Stored data
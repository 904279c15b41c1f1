use std::collections::BTreeMap;

use sha2::{Digest, Sha256};

use crate::error::Result;
use crate::store::Store;
use crate::types::{EffectiveConfig, Instance, OverrideSet, Stack, Template};
use crate::validation;

/// Merge a template with an instance's overrides into the effective
/// deployment spec.
///
/// Scalars (image, restart policy, command, user): an override replaces the
/// template value when present. Ports, volumes, domains, healthcheck: full
/// replacement once the instance declares any. Environment and labels:
/// key-based merge, instance wins; an empty env value deletes the key.
/// Config files: path-based merge. Dependencies: template-declared plus
/// instance-declared, deduplicated.
pub fn resolve(
    stack: &Stack,
    instance: &Instance,
    template: &Template,
    overrides: &OverrideSet,
) -> EffectiveConfig {
    let ports = overrides
        .ports
        .clone()
        .unwrap_or_else(|| template.ports.clone());
    let volumes = overrides
        .volumes
        .clone()
        .unwrap_or_else(|| template.volumes.clone());
    let domains = overrides
        .domains
        .clone()
        .unwrap_or_else(|| template.domains.clone());
    let healthcheck = overrides
        .healthcheck
        .clone()
        .or_else(|| template.healthcheck.clone());

    let mut env: BTreeMap<String, String> = BTreeMap::new();
    for var in &template.env {
        env.insert(var.key.clone(), var.value.clone());
    }
    for var in &overrides.env {
        if var.value.is_empty() {
            env.remove(&var.key);
        } else {
            env.insert(var.key.clone(), var.value.clone());
        }
    }

    let mut labels = template.labels.clone();
    for (key, value) in &overrides.labels {
        labels.insert(key.clone(), value.clone());
    }
    inject_identity_labels(&mut labels, stack, instance, template);

    let mut config_files: BTreeMap<String, crate::types::ConfigFileSpec> = template
        .config_files
        .iter()
        .map(|f| (f.path.clone(), f.clone()))
        .collect();
    for file in &overrides.config_files {
        config_files.insert(file.path.clone(), file.clone());
    }

    let mut depends_on = template.depends_on.clone();
    for dep in &overrides.depends_on {
        if !depends_on.contains(dep) {
            depends_on.push(dep.clone());
        }
    }

    EffectiveConfig {
        stack_name: stack.name.clone(),
        instance_id: instance.instance_id.clone(),
        container_name: validation::container_name(&stack.name, &instance.instance_id),
        template_name: template.name.clone(),
        template_version: template.version,
        enabled: instance.enabled,
        image: overrides
            .scalars
            .image
            .clone()
            .unwrap_or_else(|| template.image.clone()),
        restart_policy: overrides
            .scalars
            .restart_policy
            .clone()
            .or_else(|| template.restart_policy.clone()),
        command: overrides
            .scalars
            .command
            .clone()
            .or_else(|| template.command.clone()),
        user: overrides
            .scalars
            .user
            .clone()
            .or_else(|| template.user.clone()),
        ports,
        volumes,
        env,
        labels,
        domains,
        healthcheck,
        config_files: config_files.into_values().collect(),
        depends_on,
    }
}

/// Reserved identity labels are set after the merge and win over any value a
/// template or instance tried to carry for them.
fn inject_identity_labels(
    labels: &mut BTreeMap<String, String>,
    stack: &Stack,
    instance: &Instance,
    template: &Template,
) {
    labels.insert(
        validation::LABEL_STACK_ID.to_string(),
        stack.name.clone(),
    );
    labels.insert(
        validation::LABEL_INSTANCE_ID.to_string(),
        instance.instance_id.clone(),
    );
    labels.insert(
        validation::LABEL_TEMPLATE_SERVICE_ID.to_string(),
        template.name.clone(),
    );
    labels.insert(
        validation::LABEL_MANAGED_BY.to_string(),
        validation::MANAGED_BY_VALUE.to_string(),
    );
}

/// Sha-256 over the canonical JSON of the effective config. Maps are ordered
/// and lists keep declaration order, so equal semantic content hashes equal.
pub fn effective_hash(config: &EffectiveConfig) -> Result<String> {
    let canonical = serde_json::to_vec(config)?;
    let mut hasher = Sha256::new();
    hasher.update(&canonical);
    Ok(format!("{:x}", hasher.finalize()))
}

/// Resolve one instance of a stack straight out of the store.
pub async fn resolve_instance(
    store: &Store,
    stack_name: &str,
    instance_id: &str,
) -> Result<EffectiveConfig> {
    let stack = store.require_stack(stack_name).await?;
    let instance = store.require_instance(stack_name, instance_id).await?;
    let template = store
        .get_template(&instance.template_id)
        .await?
        .ok_or_else(|| {
            crate::error::Error::internal(format!(
                "instance '{}' references missing template '{}'",
                instance.instance_id, instance.template_id
            ))
        })?;
    let overrides = store.get_overrides(&instance.id).await?;
    Ok(resolve(&stack, &instance, &template, &overrides))
}

/// Resolve every active instance of a stack, ordered by instance id.
/// Disabled instances are included with `enabled = false`; callers decide
/// whether to filter.
pub async fn resolve_stack(store: &Store, stack_name: &str) -> Result<Vec<EffectiveConfig>> {
    let stack = store.require_stack(stack_name).await?;
    let instances = store.list_instances(&stack.id).await?;
    let mut configs = Vec::with_capacity(instances.len());
    for instance in &instances {
        let template = store
            .get_template(&instance.template_id)
            .await?
            .ok_or_else(|| {
                crate::error::Error::internal(format!(
                    "instance '{}' references missing template '{}'",
                    instance.instance_id, instance.template_id
                ))
            })?;
        let overrides = store.get_overrides(&instance.id).await?;
        configs.push(resolve(&stack, instance, &template, &overrides));
    }
    Ok(configs)
}

#[cfg(test)]
mod tests {
    use super::*;
    use crate::types::{EnvVar, PortSpec, Protocol};
    use chrono::Utc;

    fn fixture() -> (Stack, Instance, Template) {
        let now = Utc::now();
        let stack = Stack {
            id: "s1".into(),
            name: "a".into(),
            description: String::new(),
            network_name: None,
            enabled: true,
            last_applied_checksum: None,
            created_at: now,
            updated_at: now,
            deleted_at: None,
        };
        let instance = Instance {
            id: "i1".into(),
            stack_id: "s1".into(),
            instance_id: "web".into(),
            template_id: "t1".into(),
            enabled: true,
            created_at: now,
            updated_at: now,
            deleted_at: None,
        };
        let mut labels = BTreeMap::new();
        labels.insert("com.example.tier".to_string(), "app".to_string());
        labels.insert("devarch.stack_id".to_string(), "forged".to_string());
        let template = Template {
            id: "t1".into(),
            name: "php".into(),
            version: 3,
            image: "php:8.3-fpm".into(),
            restart_policy: Some("unless-stopped".into()),
            command: None,
            user: None,
            ports: vec![PortSpec {
                host: Some(9000),
                container: 9000,
                protocol: Protocol::Tcp,
            }],
            volumes: vec![],
            env: vec![
                EnvVar {
                    key: "APP_ENV".into(),
                    value: "local".into(),
                    secret: false,
                },
                EnvVar {
                    key: "DROP_ME".into(),
                    value: "x".into(),
                    secret: false,
                },
            ],
            labels,
            domains: vec![],
            healthcheck: None,
            config_files: vec![],
            depends_on: vec!["db".into()],
            created_at: now,
            updated_at: now,
        };
        (stack, instance, template)
    }

    #[test]
    fn template_values_pass_through_without_overrides() {
        let (stack, instance, template) = fixture();
        let cfg = resolve(&stack, &instance, &template, &OverrideSet::default());
        assert_eq!(cfg.container_name, "devarch-a-web");
        assert_eq!(cfg.image, "php:8.3-fpm");
        assert_eq!(cfg.ports.len(), 1);
        assert_eq!(cfg.env.get("APP_ENV").map(String::as_str), Some("local"));
        assert_eq!(cfg.depends_on, vec!["db".to_string()]);
    }

    #[test]
    fn scalar_overrides_replace_template_values() {
        let (stack, instance, template) = fixture();
        let overrides = OverrideSet {
            scalars: crate::types::ScalarOverrides {
                image: Some("php:8.4-fpm".into()),
                user: Some("www-data".into()),
                command: Some(vec!["php-fpm".into(), "-F".into()]),
                restart_policy: None,
            },
            ..Default::default()
        };
        let cfg = resolve(&stack, &instance, &template, &overrides);
        assert_eq!(cfg.image, "php:8.4-fpm");
        assert_eq!(cfg.user.as_deref(), Some("www-data"));
        assert_eq!(
            cfg.command,
            Some(vec!["php-fpm".to_string(), "-F".to_string()])
        );
        // Absent scalars still come from the template.
        assert_eq!(cfg.restart_policy.as_deref(), Some("unless-stopped"));
    }

    #[test]
    fn ports_are_full_replacement() {
        let (stack, instance, template) = fixture();
        let overrides = OverrideSet {
            ports: Some(vec![PortSpec {
                host: Some(8080),
                container: 80,
                protocol: Protocol::Tcp,
            }]),
            ..Default::default()
        };
        let cfg = resolve(&stack, &instance, &template, &overrides);
        assert_eq!(cfg.ports.len(), 1);
        assert_eq!(cfg.ports[0].host, Some(8080));
        assert_eq!(cfg.ports[0].container, 80);
    }

    #[test]
    fn env_merges_by_key_with_tombstones() {
        let (stack, instance, template) = fixture();
        let overrides = OverrideSet {
            env: vec![
                EnvVar {
                    key: "APP_ENV".into(),
                    value: "production".into(),
                    secret: false,
                },
                EnvVar {
                    key: "DROP_ME".into(),
                    value: String::new(),
                    secret: false,
                },
                EnvVar {
                    key: "EXTRA".into(),
                    value: "1".into(),
                    secret: false,
                },
            ],
            ..Default::default()
        };
        let cfg = resolve(&stack, &instance, &template, &overrides);
        assert_eq!(
            cfg.env.get("APP_ENV").map(String::as_str),
            Some("production")
        );
        assert!(!cfg.env.contains_key("DROP_ME"));
        assert_eq!(cfg.env.get("EXTRA").map(String::as_str), Some("1"));
    }

    #[test]
    fn identity_labels_win_over_forged_values() {
        let (stack, instance, template) = fixture();
        let mut labels = BTreeMap::new();
        labels.insert("devarch.managed_by".to_string(), "me".to_string());
        let overrides = OverrideSet {
            labels,
            ..Default::default()
        };
        let cfg = resolve(&stack, &instance, &template, &overrides);
        assert_eq!(cfg.labels.get("devarch.stack_id").map(String::as_str), Some("a"));
        assert_eq!(
            cfg.labels.get("devarch.instance_id").map(String::as_str),
            Some("web")
        );
        assert_eq!(
            cfg.labels
                .get("devarch.template_service_id")
                .map(String::as_str),
            Some("php")
        );
        assert_eq!(
            cfg.labels.get("devarch.managed_by").map(String::as_str),
            Some("devarch")
        );
        assert_eq!(
            cfg.labels.get("com.example.tier").map(String::as_str),
            Some("app")
        );
    }

    #[test]
    fn effective_hash_is_stable_and_content_sensitive() {
        let (stack, instance, template) = fixture();
        let a = resolve(&stack, &instance, &template, &OverrideSet::default());
        let b = resolve(&stack, &instance, &template, &OverrideSet::default());
        assert_eq!(effective_hash(&a).unwrap(), effective_hash(&b).unwrap());

        let overrides = OverrideSet {
            env: vec![EnvVar {
                key: "APP_ENV".into(),
                value: "prod".into(),
                secret: false,
            }],
            ..Default::default()
        };
        let c = resolve(&stack, &instance, &template, &overrides);
        assert_ne!(effective_hash(&a).unwrap(), effective_hash(&c).unwrap());
    }
}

**Problem statement:** Every line above that holds the word "canonical" is to be found and copied.

**Exercise result:**
/// Sha-256 over the canonical JSON of the effective config. Maps are ordered
    let canonical = serde_json::to_vec(config)?;
    hasher.update(&canonical);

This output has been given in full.